Probably a really simple question here, but I am redoing my website at

www.rafsolutions.co.uk

and I'm wanting to make better use of analytics.

Can I change the site address depending on where I'm publicising it?

For example, can I change my signature link to;

www.rafsolutions.co.uk/?=sig

or my twitter link to;

www.rafsolutions.co.uk/?twits

etc, etc?

Is there a correct format for this, and will it show up seperately in the the various stats programs?

Cheers
Richard

PS - No taking the mick out of my website. As I keep telling everyone, it's a work in progress!

MGDigital
5th February 2009, 20:58
There should be no need for this- Google Analytics already gives detailed breakdowns of which visitors are coming from where. Just click on "traffic sources" in your Analytics interface.

faststaff
5th February 2009, 21:01
Can I do it though? Surely Analytics can't tell me what traffic is coming from my email signature?

Rich

MGDigital
5th February 2009, 21:03
It can't tell specifically that your signature was clicked, but it can see which sites your users are coming from. If I clicked on your signature here on UKBF, then it would show in your Analytics that you'd had one visitor referred by UKBF...

MGDigital
5th February 2009, 21:14
I see what you mean about the email signatures- if someone was reading one of your emails in Outlook and clicked the link in your signature, then it wouldn't show up in Analytics that someone had clicked on your email signature.
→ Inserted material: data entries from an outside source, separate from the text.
//! `ferry recover [ID...]` – continue interrupted transfers.

use std::path::Path;

use anyhow::{bail, Result};
use ferry_core::config::FerryConfig;

use super::get::{foreground_engine, run_foreground};

pub async fn run_recover(
    mut cfg: FerryConfig,
    state_dir: &Path,
    ids: Vec<String>,
    jobs: Option<usize>,
) -> Result<()> {
    if let Some(n) = jobs {
        cfg.max_concurrent = n.max(1);
    }
    let engine = foreground_engine(cfg, state_dir).await?;
    let available = engine.resumable().await?;

    let wanted: Vec<String> = if ids.is_empty() {
        available.iter().map(|cp| cp.job_id.clone()).collect()
    } else {
        for id in &ids {
            if !available.iter().any(|cp| &cp.job_id == id) {
                eprintln!("no checkpoint for {id}");
            }
        }
        ids.into_iter()
            .filter(|id| available.iter().any(|cp| &cp.job_id == id))
            .collect()
    };
    if wanted.is_empty() {
        engine.shutdown().await;
        if available.is_empty() {
            println!("Nothing to recover.");
            return Ok(());
        }
        bail!("none of the given jobs has a checkpoint");
    }

    for id in &wanted {
        match engine.resume_from_checkpoint(id).await {
            Ok(id) => println!("recovering {id}"),
            Err(e) => eprintln!("cannot recover {id}: {e}"),
        }
    }
    run_foreground(&engine).await
}
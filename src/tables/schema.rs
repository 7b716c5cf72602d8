//! Column-alias schema.
//!
//! Input CSVs from different sources spell the same column differently. The
//! accepted spellings come from configuration as `{expected: [aliases]}` and
//! are resolved once against a header row into column indexes.

use csv::StringRecord;
use std::collections::{BTreeMap, HashMap};

use crate::error::PipelineError;

#[derive(Debug, Clone, Default)]
pub struct ColumnSchema {
    accepted: BTreeMap<String, Vec<String>>,
}

/// Expected column name → index in the source header
#[derive(Debug, Clone, Default)]
pub struct ResolvedColumns {
    indexes: HashMap<String, usize>,
}

impl ColumnSchema {
    pub fn new(accepted: &BTreeMap<String, Vec<String>>) -> Self {
        Self {
            accepted: accepted.clone(),
        }
    }

    /// Resolve every known column present in `headers`. Any `required`
    /// column that cannot be found is reported, all at once.
    pub fn resolve(
        &self,
        headers: &StringRecord,
        required: &[&str],
        context: &str,
    ) -> Result<ResolvedColumns, PipelineError> {
        let header_index: HashMap<String, usize> = headers
            .iter()
            .enumerate()
            .map(|(idx, h)| (h.trim().to_ascii_lowercase(), idx))
            .collect();

        let lookup = |expected: &str| -> Option<usize> {
            let spellings = std::iter::once(expected)
                .chain(self.accepted.get(expected).into_iter().flatten().map(String::as_str));
            spellings
                .map(|s| s.to_ascii_lowercase())
                .find_map(|s| header_index.get(&s).copied())
        };

        let mut resolved = ResolvedColumns::default();
        let expected = self
            .accepted
            .keys()
            .map(String::as_str)
            .chain(required.iter().copied());
        for name in expected {
            if let Some(idx) = lookup(name) {
                resolved.indexes.insert(name.to_string(), idx);
            }
        }

        let missing: Vec<String> = required
            .iter()
            .filter(|name| !resolved.indexes.contains_key(**name))
            .map(|name| name.to_string())
            .collect();

        if !missing.is_empty() {
            return Err(PipelineError::missing_columns(context, missing));
        }
        Ok(resolved)
    }
}

impl ResolvedColumns {
    pub fn index(&self, name: &str) -> Option<usize> {
        self.indexes.get(name).copied()
    }

    /// Trimmed cell value; `None` for an absent column or blank cell
    pub fn get<'r>(&self, record: &'r StringRecord, name: &str) -> Option<&'r str> {
        self.index(name)
            .and_then(|idx| record.get(idx))
            .map(str::trim)
            .filter(|v| !v.is_empty())
    }
}
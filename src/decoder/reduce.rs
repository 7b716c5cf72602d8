//! Last-write-wins reduction.
//!
//! Keeps, per key, the item with the greatest order value. The sort is
//! stable, so items with equal order values resolve to the one that came
//! later in the input. Output is ordered by key.

use std::collections::BTreeMap;

pub fn latest_by_key<T, K, O>(
    mut items: Vec<T>,
    key: impl Fn(&T) -> K,
    order: impl Fn(&T) -> O,
) -> Vec<T>
where
    K: Ord,
    O: Ord,
{
    items.sort_by_key(|item| order(item));

    let mut latest: BTreeMap<K, T> = BTreeMap::new();
    for item in items {
        latest.insert(key(&item), item);
    }
    latest.into_values().collect()
}
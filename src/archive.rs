//! Date-partitioned archive discovery
//!
//! Stream files live under `<root>/<YYYY>/<Mon>/<DD>/<event>/<market file>`.
//! A file is in scope when the date encoded in its directory path falls
//! inside the caller's inclusive window.

use anyhow::{ensure, Context, Result};
use chrono::NaiveDate;
use std::path::{Path, PathBuf};
use tracing::debug;

const MONTH_ABBREVS: [&str; 12] = [
    "jan", "feb", "mar", "apr", "may", "jun", "jul", "aug", "sep", "oct", "nov", "dec",
];

/// Inclusive `[start, end]` date window
#[derive(Debug, Clone, Copy, PartialEq, Eq)]
pub struct DateWindow {
    pub start: NaiveDate,
    pub end: NaiveDate,
}

impl DateWindow {
    pub fn new(start: NaiveDate, end: NaiveDate) -> Result<Self> {
        ensure!(start <= end, "date window start {} is after end {}", start, end);
        Ok(Self { start, end })
    }

    /// Parse `YYYY-MM-DD` bounds
    pub fn parse(start: &str, end: &str) -> Result<Self> {
        let start = NaiveDate::parse_from_str(start, "%Y-%m-%d")
            .with_context(|| format!("invalid start date: {}", start))?;
        let end = NaiveDate::parse_from_str(end, "%Y-%m-%d")
            .with_context(|| format!("invalid end date: {}", end))?;
        Self::new(start, end)
    }

    pub fn contains(&self, date: NaiveDate) -> bool {
        self.start <= date && date <= self.end
    }
}

/// Month segment: `Jan`..`Dec` (any case) or `1`..`12`
fn parse_month(segment: &str) -> Option<u32> {
    let lower = segment.to_ascii_lowercase();
    if let Some(idx) = MONTH_ABBREVS.iter().position(|m| *m == lower) {
        return Some(idx as u32 + 1);
    }
    segment.parse::<u32>().ok().filter(|m| (1..=12).contains(m))
}

fn parse_year(segment: &str) -> Option<i32> {
    if segment.len() == 4 && segment.chars().all(|c| c.is_ascii_digit()) {
        segment.parse().ok()
    } else {
        None
    }
}

fn parse_day(segment: &str) -> Option<u32> {
    if (1..=2).contains(&segment.len()) && segment.chars().all(|c| c.is_ascii_digit()) {
        segment.parse().ok()
    } else {
        None
    }
}

/// Date encoded in a file's directory segments.
///
/// Uses the deepest consecutive `year / month / day` triple so a root that
/// itself contains a year-like segment does not shadow the partition.
pub fn archive_date(path: &Path) -> Option<NaiveDate> {
    let dirs: Vec<&str> = path
        .parent()?
        .components()
        .filter_map(|c| c.as_os_str().to_str())
        .collect();

    if dirs.len() < 3 {
        return None;
    }

    (0..=dirs.len() - 3).rev().find_map(|i| {
        let year = parse_year(dirs[i])?;
        let month = parse_month(dirs[i + 1])?;
        let day = parse_day(dirs[i + 2])?;
        NaiveDate::from_ymd_opt(year, month, day)
    })
}

/// All regular, non-hidden files under `root`, sorted by path
pub fn collect_files(root: &Path) -> Result<Vec<PathBuf>> {
    ensure!(root.exists(), "input directory not found: {}", root.display());

    let mut files = Vec::new();
    let mut stack = vec![root.to_path_buf()];

    while let Some(dir) = stack.pop() {
        let entries = std::fs::read_dir(&dir)
            .with_context(|| format!("Failed to read directory: {}", dir.display()))?;
        for entry in entries {
            let entry = entry?;
            let path = entry.path();
            let hidden = path
                .file_name()
                .and_then(|n| n.to_str())
                .map(|n| n.starts_with('.'))
                .unwrap_or(false);
            if hidden {
                continue;
            }
            let file_type = entry.file_type()?;
            if file_type.is_dir() {
                stack.push(path);
            } else if file_type.is_file() {
                files.push(path);
            }
        }
    }

    files.sort();
    Ok(files)
}

/// Files under `root` whose archive date is inside `window`
pub fn files_in_window(root: &Path, window: &DateWindow) -> Result<Vec<PathBuf>> {
    let files = collect_files(root)?;
    let total = files.len();

    let selected: Vec<PathBuf> = files
        .into_iter()
        .filter(|path| match archive_date(path) {
            Some(date) => window.contains(date),
            None => {
                debug!("No archive date in path, skipping: {}", path.display());
                false
            }
        })
        .collect();

    debug!(
        "Selected {} of {} archive files in window {}..={}",
        selected.len(),
        total,
        window.start,
        window.end
    );
    Ok(selected)
}
//! Metadata index helpers.
//!
//! A metadata-mode decode gives one row per market. These helpers pick the
//! markets scheduled on given days and narrow a snapshot table to them.

use chrono::NaiveDate;
use std::collections::HashSet;
use tracing::debug;

use crate::decoder::{MarketMetadata, MarketSnapshot};

/// Distinct market ids whose scheduled start falls on one of `dates` (UTC),
/// in first-seen order. Markets without a start time never match.
pub fn market_ids_for_dates(metadata: &[MarketMetadata], dates: &[NaiveDate]) -> Vec<String> {
    let wanted: HashSet<NaiveDate> = dates.iter().copied().collect();
    let mut seen = HashSet::new();

    let ids: Vec<String> = metadata
        .iter()
        .filter(|m| {
            m.market_time
                .map(|t| wanted.contains(&t.date_naive()))
                .unwrap_or(false)
        })
        .filter(|m| seen.insert(m.market_id.as_str()))
        .map(|m| m.market_id.clone())
        .collect();

    debug!("{} of {} markets scheduled on {} dates", ids.len(), metadata.len(), dates.len());
    ids
}

pub fn filter_snapshots(rows: Vec<MarketSnapshot>, ids: &HashSet<String>) -> Vec<MarketSnapshot> {
    rows.into_iter()
        .filter(|row| ids.contains(&row.market_id))
        .collect()
}
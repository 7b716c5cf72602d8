//! Canonical player roster.
//!
//! Normalized name → original-cased canonical name, kept in load order so
//! every scan over the roster is deterministic.

use std::collections::HashMap;
use tracing::debug;

use super::normalize::{initialled, normalize_name, token_sorted};
use crate::tables::CanonicalResults;

#[derive(Debug, Clone)]
pub struct RosterEntry {
    /// Normalized canonical name
    pub key: String,
    /// First-initial form of `key`, when it has one
    pub initialled: Option<String>,
    /// `key` with tokens sorted, for fuzzy scoring
    pub sorted: String,
    /// Original-cased canonical name
    pub canonical: String,
}

#[derive(Debug, Clone, Default)]
pub struct Roster {
    entries: Vec<RosterEntry>,
    index: HashMap<String, usize>,
    /// Distinct spellings that collapsed onto an existing key
    collisions: usize,
}

impl Roster {
    /// Build from canonical names in load order; first spelling per key wins
    pub fn from_names<I, S>(names: I) -> Self
    where
        I: IntoIterator<Item = S>,
        S: AsRef<str>,
    {
        let mut roster = Self::default();
        for name in names {
            roster.insert(name.as_ref());
        }
        roster
    }

    /// Every distinct winner and loser name, row by row (winner first)
    pub fn from_results(results: &CanonicalResults) -> Self {
        let roster = Self::from_names(
            results
                .rows()
                .iter()
                .flat_map(|row| [row.winner_name.as_str(), row.loser_name.as_str()]),
        );
        if roster.collisions > 0 {
            debug!(
                "{} canonical spellings collapsed onto existing roster keys",
                roster.collisions
            );
        }
        roster
    }

    fn insert(&mut self, name: &str) {
        let canonical = name.trim();
        let key = normalize_name(canonical);
        if key.is_empty() {
            return;
        }
        if let Some(&idx) = self.index.get(&key) {
            if self.entries[idx].canonical != canonical {
                self.collisions += 1;
            }
            return;
        }
        self.index.insert(key.clone(), self.entries.len());
        self.entries.push(RosterEntry {
            initialled: initialled(&key),
            sorted: token_sorted(&key),
            canonical: canonical.to_string(),
            key,
        });
    }

    /// Canonical name for an already-normalized key
    pub fn get(&self, key: &str) -> Option<&str> {
        self.index
            .get(key)
            .map(|&idx| self.entries[idx].canonical.as_str())
    }

    pub fn entries(&self) -> &[RosterEntry] {
        &self.entries
    }

    pub fn len(&self) -> usize {
        self.entries.len()
    }

    pub fn is_empty(&self) -> bool {
        self.entries.is_empty()
    }

    pub fn collisions(&self) -> usize {
        self.collisions
    }
}
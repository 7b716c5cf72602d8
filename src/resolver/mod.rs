//! Player Identity Resolver
//!
//! Maps free-text exchange runner names onto canonical player names from the
//! results table. Strategies run in a fixed precedence order:
//!
//! 1. `Alias`: exact raw-name override table
//! 2. `Substring`: normalized containment against the roster
//! 3. `Fuzzy`: token-sort similarity above a threshold (opt-in)
//!
//! The resolver is immutable once built and can be shared across threads.
//! Lookups never fail; an unresolved name is `None`.

pub mod normalize;
pub mod roster;
pub mod strategy;

use serde::Serialize;
use std::collections::BTreeMap;

use crate::config::ResolverConfig;
use crate::tables::CanonicalResults;

pub use normalize::normalize_name;
pub use roster::{Roster, RosterEntry};
pub use strategy::{AliasTable, ResolutionStrategy};

/// A successful lookup
#[derive(Debug, Clone, PartialEq, Serialize)]
pub struct Resolution {
    pub canonical: String,
    pub strategy: ResolutionStrategy,
    /// Similarity score for fuzzy hits
    pub score: Option<f64>,
}

#[derive(Debug, Clone)]
pub struct Resolver {
    roster: Roster,
    aliases: AliasTable,
    strategies: Vec<ResolutionStrategy>,
    fuzzy_threshold: f64,
}

impl Resolver {
    pub fn new(roster: Roster, aliases: AliasTable, config: &ResolverConfig) -> Self {
        let mut strategies = vec![ResolutionStrategy::Alias, ResolutionStrategy::Substring];
        if config.fuzzy {
            strategies.push(ResolutionStrategy::Fuzzy);
        }
        Self {
            roster,
            aliases,
            strategies,
            fuzzy_threshold: config.fuzzy_threshold,
        }
    }

    pub fn from_results(
        results: &CanonicalResults,
        aliases: AliasTable,
        config: &ResolverConfig,
    ) -> Self {
        Self::new(Roster::from_results(results), aliases, config)
    }

    pub fn roster(&self) -> &Roster {
        &self.roster
    }

    pub fn strategies(&self) -> &[ResolutionStrategy] {
        &self.strategies
    }

    /// Resolve one runner name; first strategy with a hit wins
    pub fn resolve(&self, raw: &str) -> Option<Resolution> {
        let normalized = normalize_name(raw);

        self.strategies.iter().find_map(|strategy| {
            let hit = match strategy {
                ResolutionStrategy::Alias => {
                    strategy::resolve_alias(raw, &self.aliases).map(|name| (name, None))
                }
                ResolutionStrategy::Substring => {
                    strategy::resolve_substring(&normalized, &self.roster).map(|name| (name, None))
                }
                ResolutionStrategy::Fuzzy => {
                    strategy::resolve_fuzzy(&normalized, &self.roster, self.fuzzy_threshold)
                        .map(|(name, score)| (name, Some(score)))
                }
            };
            hit.map(|(canonical, score)| Resolution {
                canonical,
                strategy: *strategy,
                score,
            })
        })
    }
}

/// Resolution outcome counters
#[derive(Debug, Clone, Default, Serialize)]
pub struct ResolutionStats {
    pub lookups: u64,
    pub unresolved: u64,
    pub by_strategy: BTreeMap<ResolutionStrategy, u64>,
}

impl ResolutionStats {
    pub fn record(&mut self, outcome: Option<&Resolution>) {
        self.lookups += 1;
        match outcome {
            Some(resolution) => *self.by_strategy.entry(resolution.strategy).or_insert(0) += 1,
            None => self.unresolved += 1,
        }
    }

    pub fn resolved(&self) -> u64 {
        self.lookups - self.unresolved
    }

    pub fn resolution_rate(&self) -> f64 {
        if self.lookups == 0 {
            return 0.0;
        }
        self.resolved() as f64 / self.lookups as f64
    }
}
//! Idempotent output gate for stage outputs.

use std::path::Path;
use tracing::warn;

#[derive(Debug, Clone, Copy, PartialEq, Eq)]
pub enum OutputGate {
    /// Produce and write the output
    Write,
    /// Produce the output but leave the filesystem untouched
    DryRun,
    /// Output already exists and overwrite was not requested
    SkipExisting,
}

pub fn output_gate(path: &Path, overwrite: bool, dry_run: bool) -> OutputGate {
    if dry_run {
        return OutputGate::DryRun;
    }
    if path.exists() && !overwrite {
        warn!(
            "Output exists: {} (use --overwrite to replace)",
            path.display()
        );
        return OutputGate::SkipExisting;
    }
    OutputGate::Write
}

#[cfg(test)]
mod tests {
    use super::*;

    #[test]
    fn test_output_gate() {
        let dir = tempfile::tempdir().unwrap();
        let existing = dir.path().join("matches.csv");
        std::fs::write(&existing, "x").unwrap();
        let fresh = dir.path().join("new.csv");

        assert_eq!(output_gate(&fresh, false, false), OutputGate::Write);
        assert_eq!(output_gate(&existing, false, false), OutputGate::SkipExisting);
        assert_eq!(output_gate(&existing, true, false), OutputGate::Write);
        assert_eq!(output_gate(&existing, false, true), OutputGate::DryRun);
        assert_eq!(output_gate(&fresh, true, true), OutputGate::DryRun);
    }
}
You could in theory change the link in your sig to something like www.yoursite.com?ref=emailsig, but in my opinion this would be a bit messy and not really worth it. Also if they bookmarked the site from that link then that would give false positives in future.

If you were setting up an email marketing campaign then most good campaign software would use methods like this to track click-throughs. As for day-to-day emailing, I don't really think it's worth setting up something like this.

Hope that helps!

FireFleur
5th February 2009, 21:15
HTTP_REFERER ( good ole' dyslexic Tim) .

Is a header sent by the browser to the server, and is accessible to javascript via document.referrer .

So for example, if you want to see the page the browser thinks you came from just add this code snippet into the url address bar by itself on this page, or any page.

JavaScript:alert(document.referrer);

And it should display a page address just before here.

It can be turned off, but most don't bother, and it is this type of information analytics is grabbing.

DavidT
6th February 2009, 07:16
If you're using Google Analytics you can make use of the campaigns to track what links are clicked.